Doctrine Query Language (DQL) is an "object query language", which means you 
are not querying tables and columns, but php objects (Entities) and properties. 
Think about it as a query language for your object model, not for your 
relational schema.

NativeQuery is a tool to perform raw SQL queries. It's _not_ limited to MySQL, 
it works with any vendor that Doctrine support.

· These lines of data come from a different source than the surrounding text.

//! Builders for SCSI command blocks.
//!
//! This module uses the term "command descriptor" to describe a struct and implementation specific
//! details behind a CDB, and uses the term "command block" to describe a "black box" containing
//! a valid CDB.
//!
//! Commands are exposed as a function that returns a [`CommandBlock`]. These functions wrap
//! the more granular [`X6CommandDescriptor`], [`X10CommandDescriptor`] and
//! [`X16CommandDescriptor`] structs. Front ends usually receive CDBs off the wire and never
//! need these; tests and the CLI use them to speak to the engine.

use super::MAX_CDB_SIZE;
use super::command_descriptor::*;
use crate::error::EngineResult;

/// A serialized command block ready to be submitted
#[derive(Clone, Copy, PartialEq, Eq)]
pub struct CommandBlock {
    command: [u8; MAX_CDB_SIZE],
    len: usize,
}

impl CommandBlock {
    /// Wraps raw CDB bytes received from a transport.
    pub fn from_bytes(bytes: &[u8]) -> Option<Self> {
        if bytes.is_empty() || bytes.len() > MAX_CDB_SIZE {
            return None;
        }
        let mut command = [0u8; MAX_CDB_SIZE];
        command[..bytes.len()].copy_from_slice(bytes);
        Some(Self {
            command,
            len: bytes.len(),
        })
    }

    fn from_descriptor(descriptor: &impl CommandDescriptor) -> Self {
        let bytes = descriptor.as_slice();
        let mut command = [0u8; MAX_CDB_SIZE];
        command[..bytes.len()].copy_from_slice(bytes);
        Self {
            command,
            len: bytes.len(),
        }
    }

    /// Returns the length of the underlying command block.
    ///
    /// Will always be at most 16 bytes.
    pub fn len(&self) -> usize {
        self.len
    }

    pub fn is_empty(&self) -> bool {
        self.len == 0
    }

    pub fn as_slice(&self) -> &[u8] {
        &self.command[..self.len]
    }

    /// Returns the CDB zero padded to 16 bytes.
    pub fn get(&self) -> [u8; MAX_CDB_SIZE] {
        self.command
    }

    pub fn decode(&self) -> EngineResult<DecodedCdb> {
        decode(self.as_slice())
    }
}

impl std::fmt::Debug for CommandBlock {
    fn fmt(&self, f: &mut std::fmt::Formatter<'_>) -> std::fmt::Result {
        write!(f, "CommandBlock({:02x?})", self.as_slice())
    }
}

/// "The TEST UNIT READY command provides a means to check if the logical unit is ready.
///
/// If the logical unit is able to accept an appropriate medium access command without
/// returning CHECK CONDITION status, this command shall return a GOOD status. If the logical
/// unit is unable to become operational or is in a state such that an applicaton client action
/// (e.g START UNIT command) is required to make the unit ready, the device server shall return
/// CHECK CONDITION status with a sense key of NOT READY."
///
/// Defined in SPC2 7.25
pub fn test_unit_ready() -> CommandBlock {
    CommandBlock::from_descriptor(&X6CommandDescriptor {
        operation_code: OpCode::TestUnitReady,
        logical_block_address: [0, 0, 0],
        misc_len: 0,
        control: 0,
    })
}

/// "The INQUIRY command requests that information regarding parameters
/// of the target and a component logical unit be sent to the application client.
/// Options allow the client to request additional information."
///
/// Defined in SPC2 7.3.1 table 45
pub fn inquiry() -> CommandBlock {
    CommandBlock::from_descriptor(&X6CommandDescriptor {
        operation_code: OpCode::Inquiry,
        logical_block_address: [0, 0, 0],
        // For inquiry, is ALLOCATION LENGTH,
        // "The standard INQUIRY data shall contain at least 36 bytes"
        // (table 46)
        misc_len: 36,
        control: 0,
    })
}

/// "The PREVENT ALLOW MEDIUM REMOVAL" command (see table 77) requests that
/// the target enable or disable the removal of the medium in the logical unit."
///
/// SPC-2 7.12
pub fn prevent_allow_medium_removal() -> CommandBlock {
    CommandBlock::from_descriptor(&X6CommandDescriptor {
        operation_code: OpCode::PreventAllowMediumRemoval,
        logical_block_address: [0, 0, 0],
        // See table 78, prohibits all form of medium removal
        misc_len: 0b0000_0011,
        control: 0,
    })
}

/// "The REQUEST SENSE command requests that the device server transfer sense data
/// to the application client."
///
/// SPC-2 7.20
pub fn request_sense(allocation_length: u8) -> CommandBlock {
    CommandBlock::from_descriptor(&X6CommandDescriptor {
        operation_code: OpCode::RequestSense,
        logical_block_address: [0, 0, 0],
        misc_len: allocation_length,
        control: 0,
    })
}

/// "The `READ CAPACITY` command provides a means for the application client
/// to request information regarding the capacity of the block device."
///
/// SBC-2 5.1.10
pub fn read_capacity() -> CommandBlock {
    CommandBlock::from_descriptor(&X10CommandDescriptor {
        operation_code: OpCode::ReadCapacity,
        service_action: 0,
        logical_block_address: [0; 4],
        misc_info: 0,
        misc_len: [0; 2],
        control: 0,
    })
}

/// SBC-2 5.1.6
pub fn read10(lba: u32, blocks: u16) -> CommandBlock {
    rw10(OpCode::Read10, lba, blocks)
}

/// SBC-2 5.1.21
pub fn write10(lba: u32, blocks: u16) -> CommandBlock {
    rw10(OpCode::Write10, lba, blocks)
}

/// SBC-2 5.1.8
pub fn read16(lba: u64, blocks: u32) -> CommandBlock {
    rw16(OpCode::Read16, lba, blocks)
}

/// SBC-2 5.1.23
pub fn write16(lba: u64, blocks: u32) -> CommandBlock {
    rw16(OpCode::Write16, lba, blocks)
}

/// "The SYNCHRONIZE CACHE command ensures that logical blocks in the cache memory,
/// within the specified range, have their most recent data value recorded on the medium."
///
/// A zero LBA and block count cover the whole medium. SBC-2 5.1.16
pub fn synchronize_cache() -> CommandBlock {
    rw10(OpCode::SynchronizeCache, 0, 0)
}

/// SPC-2 7.19
pub fn report_luns(allocation_length: u32) -> CommandBlock {
    let mut command = [0u8; MAX_CDB_SIZE];
    command[0] = OpCode::ReportLuns as u8;
    command[6..10].copy_from_slice(&allocation_length.to_be_bytes());
    CommandBlock { command, len: 12 }
}

fn rw10(operation_code: OpCode, lba: u32, blocks: u16) -> CommandBlock {
    CommandBlock::from_descriptor(&X10CommandDescriptor {
        operation_code,
        service_action: 0,
        logical_block_address: lba.to_be_bytes(),
        misc_info: 0,
        misc_len: blocks.to_be_bytes(),
        control: 0,
    })
}

fn rw16(operation_code: OpCode, lba: u64, blocks: u32) -> CommandBlock {
    CommandBlock::from_descriptor(&X16CommandDescriptor {
        operation_code,
        misc_info: 0,
        logical_block_address: lba.to_be_bytes(),
        param: blocks.to_be_bytes(),
        _reserved: 0,
        control: 0,
    })
}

But the actual SQL queries _you_ write can be limited to the vendor you wrote 
the queries for. Not all vendors support the exact same SQL syntax. So if you 
write SQL queries for MySQL, and switch to sqlite later on, you might encounter 
problems.

Usually you only use NativeQuery when the query you want to perform cannot be 
written in DQL. A common example is if you need to use vendor-specific 
statements.

My advise on when to use what: Try DQL first. If your missing support for 
something, try to write a custom function [1]. If that fails, use NativeQuery.


[1]: 
http://docs.doctrine-project.org/en/latest/reference/dql-doctrine-query-language.html#adding-your-own-functions-to-the-dql-language

-- 
Jasper N. Brouwer
(@jaspernbrouwer)


On 12 Feb 2014, at 13:41, Nima Sadjadi <[email protected]> wrote:

> If I understood correctly the diff. of DQL with native thing is that DQL is 
> platform-independent so ny user can change pdo_mysql in config.php to use 
> SQLite instead, if interested but native thing works only with MySQL. So if i 
> want to allow my users to switch from mysql to sqlite or whatever else to use 
> my product i should avoid native thing. Got it correctly? Please advice if I 
> am correct understanding this?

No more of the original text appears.